# Problem requirements
Retrieve each line that contains the word "source" from the entries below.

[Collected data entries]
=====

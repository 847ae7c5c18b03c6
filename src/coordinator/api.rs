//! Query and one-shot sync API for the engine.

use tokio_util::sync::CancellationToken;
use tracing::info;

use crate::address::Address;
use crate::metrics::CycleTimer;
use crate::strategy::{SyncError, SyncReport, VersionedSyncStrategy};

use super::{SyncContext, SyncEngine};

impl SyncEngine {
    /// Whether `identity` is on the current allowlist. Never blocks, never touches the network.
    #[must_use]
    pub fn allow(&self, identity: &Address) -> bool {
        self.ctx.cache.allow(identity)
    }

    /// Run one sync cycle now and wait for it.
    ///
    /// Unlike the periodic worker this is not bounded by the update timeout;
    /// drop the future to abandon it. Errors are returned, not just logged.
    ///
    /// Cycles are serialized: if the worker is mid-cycle this waits for it
    /// to finish before querying the registry.
    #[tracing::instrument(skip(self), fields(registry = %self.ctx.config.registry_address))]
    pub async fn update_from_contract(&self) -> Result<SyncReport, SyncError> {
        let report = self.ctx.sync_once(&CancellationToken::new()).await?;
        info!(
            strategy = %report.strategy,
            height = report.target_height,
            allowed = report.allowed,
            "Allowlist updated on demand"
        );
        Ok(report)
    }
}

impl SyncContext {
    /// Read the latest height, step back by the confirmation depth and
    /// reconcile at that height. One cycle at a time per engine.
    pub(crate) async fn sync_once(&self, cancel: &CancellationToken) -> Result<SyncReport, SyncError> {
        let _cycle = self.cycle_lock.lock().await;
        let _timer = CycleTimer::start();

        let result = self.sync_at_finalized_height(cancel).await;
        match &result {
            Ok(report) => crate::metrics::record_cycle(report.strategy.as_str(), "success"),
            Err(e) => crate::metrics::record_cycle("unresolved", e.kind()),
        }
        result
    }

    async fn sync_at_finalized_height(&self, cancel: &CancellationToken) -> Result<SyncReport, SyncError> {
        let latest = self.client.latest_block_height().await.map_err(|source| {
            crate::metrics::record_registry_error("latest_block_height");
            SyncError::Registry { call: "latest_block_height", source }
        })?;
        let target_height = latest.saturating_sub(self.config.block_confirmations);

        VersionedSyncStrategy::new(
            self.client.as_ref(),
            self.store.as_ref(),
            &self.cache,
            self.fetcher(),
            self.config.persistence_enabled,
        )
        .run(target_height, cancel)
        .await
    }
}
use async_trait::async_trait;
use thiserror::Error;

use crate::address::Address;

#[derive(Error, Debug, Clone, PartialEq, Eq)]
pub enum StorageError {
    #[error("Storage backend error: {0}")]
    Backend(String),
    #[error("Corrupt row in allowlist store: {0}")]
    Corruption(String),
}

/// Durable set of allowed senders, scoped to one registry address.
///
/// Implementations hand out handles bound to a single registry; two handles
/// for different registries may share the same underlying table without
/// seeing each other's rows.
#[async_trait]
pub trait AllowlistStore: Send + Sync {
    /// Registry this handle is scoped to.
    fn registry(&self) -> Address;

    /// Page through stored senders in insertion order.
    async fn get_allowed_senders(&self, offset: u64, limit: usize) -> Result<Vec<Address>, StorageError>;

    /// Insert senders. Already-present senders are silently skipped.
    async fn create_allowed_senders(&self, senders: &[Address]) -> Result<(), StorageError>;

    /// Remove senders. Missing senders are ignored.
    async fn delete_allowed_senders(&self, senders: &[Address]) -> Result<(), StorageError>;

    /// Remove every sender stored for this registry.
    async fn purge_allowed_senders(&self) -> Result<(), StorageError>;
}
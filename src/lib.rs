//! # Allowlist Sync
//!
//! Keeps a local allowlist of sender identities in sync with a remote,
//! versioned on-chain registry, and answers membership queries from memory.
//!
//! ## Architecture
//!
//! ```text
//! ┌─────────────────────────────────────────────────────────────┐
//! │                     AllowlistCache                          │
//! │  • allow(identity): lock-free snapshot lookup              │
//! │  • update(list): whole-list swap, never partial            │
//! └─────────────────────────────────────────────────────────────┘
//!                              ▲
//!                  (one swap per successful cycle)
//!                              │
//! ┌─────────────────────────────────────────────────────────────┐
//! │                       SyncEngine                            │
//! │  • start(): warm cache from store, spawn worker            │
//! │  • worker: one bounded cycle per tick                      │
//! │  • stop(): cancel in-flight cycle, join worker             │
//! └─────────────────────────────────────────────────────────────┘
//!                              │
//!                              ▼
//! ┌─────────────────────────────────────────────────────────────┐
//! │                 VersionedSyncStrategy                       │
//! │  • < 1.1.0: get-all, purge and rewrite the store           │
//! │  • ≥ 1.1.0: paged blocked/allowed reconciliation           │
//! └─────────────────────────────────────────────────────────────┘
//!                │                               │
//!                ▼                               ▼
//!        RegistryClient                   AllowlistStore
//!      (source of truth)            (Memory / SQLite / MySQL)
//! ```
//!
//! ## Quick Start
//!
//! ```rust,no_run
//! use std::sync::Arc;
//! use allowlist_sync::{
//!     Address, AllowlistCache, AllowlistConfig, InMemoryRegistry,
//!     MemoryAllowlistStore, SyncEngine,
//! };
//!
//! #[tokio::main]
//! async fn main() {
//!     let registry_address = Address::from_low_u64(0x1234);
//!     let config = AllowlistConfig {
//!         registry_address,
//!         update_interval_secs: 60,
//!         update_timeout_secs: 30,
//!         ..Default::default()
//!     };
//!
//!     let registry = InMemoryRegistry::new("AllowList v1.1.0")
//!         .with_allowed(vec![Address::from_low_u64(0xAA)]);
//!     let cache = Arc::new(AllowlistCache::new());
//!     let engine = SyncEngine::new(
//!         config,
//!         Arc::new(registry),
//!         Arc::new(MemoryAllowlistStore::new(registry_address)),
//!         cache.clone(),
//!     )
//!     .expect("Invalid config");
//!
//!     // Run one cycle now instead of waiting for the first tick
//!     engine.update_from_contract().await.expect("Sync failed");
//!     assert!(cache.allow(&Address::from_low_u64(0xAA)));
//!
//!     engine.start().await.expect("Failed to start");
//!     engine.stop().await.expect("Failed to stop");
//! }
//! ```
//!
//! ## Modules
//!
//! - [`coordinator`]: The [`SyncEngine`] lifecycle and worker
//! - [`strategy`]: Version-gated reconciliation
//! - [`fetcher`]: Paged, rate-limited range iteration
//! - [`registry`]: The [`RegistryClient`] seam and an in-memory double
//! - [`storage`]: Persistence backends (Memory, SQL)
//! - [`cache`]: The lock-free membership snapshot
//! - [`resilience`]: Retry logic for backend connections

pub mod address;
pub mod config;
pub mod cache;
pub mod fetcher;
pub mod registry;
pub mod storage;
pub mod resilience;
pub mod strategy;
pub mod coordinator;
pub mod metrics;

// Note: We don't expose a `tracing` module to avoid conflict with the tracing crate

pub use address::{Address, AddressError};
pub use config::{AllowlistConfig, ConfigError};
pub use cache::{AllowlistCache, AllowlistSnapshot};
pub use fetcher::BatchFetcher;
pub use registry::{InMemoryRegistry, RegistryCall, RegistryClient, RegistryError};
pub use storage::{AllowlistStore, MemoryAllowlistStore, SqlAllowlistStore, StorageError};
pub use resilience::retry::RetryConfig;
pub use strategy::{StrategyKind, SyncError, SyncReport, VersionedSyncStrategy, BATCH_CAPABLE_VERSION};
pub use coordinator::{EngineError, EngineState, LifecycleEvent, SyncEngine};
use std::sync::atomic::{AtomicU64, Ordering};
use std::sync::Arc;

use async_trait::async_trait;
use dashmap::DashMap;

use crate::address::Address;
use super::traits::{AllowlistStore, StorageError};

/// Rows keyed by (registry, sender), valued by insertion sequence.
#[derive(Default)]
struct SharedTable {
    rows: DashMap<(Address, Address), u64>,
    next_seq: AtomicU64,
}

/// In-memory [`AllowlistStore`].
///
/// Handles created with [`scoped`](Self::scoped) share one table, the way
/// several registries can share a single SQL database.
#[derive(Clone)]
pub struct MemoryAllowlistStore {
    table: Arc<SharedTable>,
    registry: Address,
}

impl MemoryAllowlistStore {
    #[must_use]
    pub fn new(registry: Address) -> Self {
        Self {
            table: Arc::new(SharedTable::default()),
            registry,
        }
    }

    /// Another handle on the same table, scoped to a different registry.
    #[must_use]
    pub fn scoped(&self, registry: Address) -> Self {
        Self {
            table: self.table.clone(),
            registry,
        }
    }

    /// Rows stored for this registry
    #[must_use]
    pub fn len(&self) -> usize {
        self.table.rows.iter().filter(|r| r.key().0 == self.registry).count()
    }

    #[must_use]
    pub fn is_empty(&self) -> bool {
        self.len() == 0
    }

    #[must_use]
    pub fn contains(&self, sender: &Address) -> bool {
        self.table.rows.contains_key(&(self.registry, *sender))
    }
}

#[async_trait]
impl AllowlistStore for MemoryAllowlistStore {
    fn registry(&self) -> Address {
        self.registry
    }

    async fn get_allowed_senders(&self, offset: u64, limit: usize) -> Result<Vec<Address>, StorageError> {
        let mut rows: Vec<(u64, Address)> = self
            .table
            .rows
            .iter()
            .filter(|r| r.key().0 == self.registry)
            .map(|r| (*r.value(), r.key().1))
            .collect();
        rows.sort_unstable_by_key(|(seq, _)| *seq);

        Ok(rows
            .into_iter()
            .skip(offset as usize)
            .take(limit)
            .map(|(_, sender)| sender)
            .collect())
    }

    async fn create_allowed_senders(&self, senders: &[Address]) -> Result<(), StorageError> {
        for sender in senders {
            self.table
                .rows
                .entry((self.registry, *sender))
                .or_insert_with(|| self.table.next_seq.fetch_add(1, Ordering::Relaxed));
        }
        Ok(())
    }

    async fn delete_allowed_senders(&self, senders: &[Address]) -> Result<(), StorageError> {
        for sender in senders {
            self.table.rows.remove(&(self.registry, *sender));
        }
        Ok(())
    }

    async fn purge_allowed_senders(&self) -> Result<(), StorageError> {
        self.table.rows.retain(|(registry, _), _| *registry != self.registry);
        Ok(())
    }
}

#[cfg(test)]
mod tests {
    use super::*;

    fn addr(n: u64) -> Address {
        Address::from_low_u64(n)
    }

    fn registry() -> Address {
        Address::from_low_u64(0xF00)
    }

    #[tokio::test]
    async fn test_new_store_is_empty() {
        let store = MemoryAllowlistStore::new(registry());
        assert!(store.is_empty());
        assert!(store.get_allowed_senders(0, 10).await.unwrap().is_empty());
    }

    #[tokio::test]
    async fn test_pages_in_insertion_order() {
        let store = MemoryAllowlistStore::new(registry());
        store.create_allowed_senders(&[addr(3), addr(1), addr(2)]).await.unwrap();
        store.create_allowed_senders(&[addr(9)]).await.unwrap();

        assert_eq!(store.get_allowed_senders(0, 2).await.unwrap(), vec![addr(3), addr(1)]);
        assert_eq!(store.get_allowed_senders(2, 2).await.unwrap(), vec![addr(2), addr(9)]);
        assert!(store.get_allowed_senders(4, 2).await.unwrap().is_empty());
    }

    #[tokio::test]
    async fn test_create_is_idempotent() {
        let once = MemoryAllowlistStore::new(registry());
        once.create_allowed_senders(&[addr(1), addr(2), addr(3)]).await.unwrap();

        let twice = MemoryAllowlistStore::new(registry());
        twice.create_allowed_senders(&[addr(1), addr(2)]).await.unwrap();
        twice.create_allowed_senders(&[addr(2), addr(3)]).await.unwrap();
        twice.create_allowed_senders(&[]).await.unwrap();

        assert_eq!(
            once.get_allowed_senders(0, 10).await.unwrap(),
            twice.get_allowed_senders(0, 10).await.unwrap()
        );
        assert_eq!(twice.len(), 3);
    }

    #[tokio::test]
    async fn test_delete_missing_is_ok() {
        let store = MemoryAllowlistStore::new(registry());
        store.create_allowed_senders(&[addr(1)]).await.unwrap();

        store.delete_allowed_senders(&[addr(1), addr(42)]).await.unwrap();
        store.delete_allowed_senders(&[addr(1)]).await.unwrap();
        assert!(store.is_empty());
    }

    #[tokio::test]
    async fn test_registries_are_isolated() {
        let a = MemoryAllowlistStore::new(registry());
        let b = a.scoped(Address::from_low_u64(0xB0B));

        a.create_allowed_senders(&[addr(1), addr(2)]).await.unwrap();
        b.create_allowed_senders(&[addr(2), addr(3)]).await.unwrap();

        b.delete_allowed_senders(&[addr(2)]).await.unwrap();
        assert!(a.contains(&addr(2)));

        a.purge_allowed_senders().await.unwrap();
        assert!(a.is_empty());
        assert_eq!(b.get_allowed_senders(0, 10).await.unwrap(), vec![addr(3)]);
    }
}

=====

# Answer area
        let latest = self.client.latest_block_height().await.map_err(|source| {
            SyncError::Registry { call: "latest_block_height", source }
//!      (source of truth)            (Memory / SQLite / MySQL)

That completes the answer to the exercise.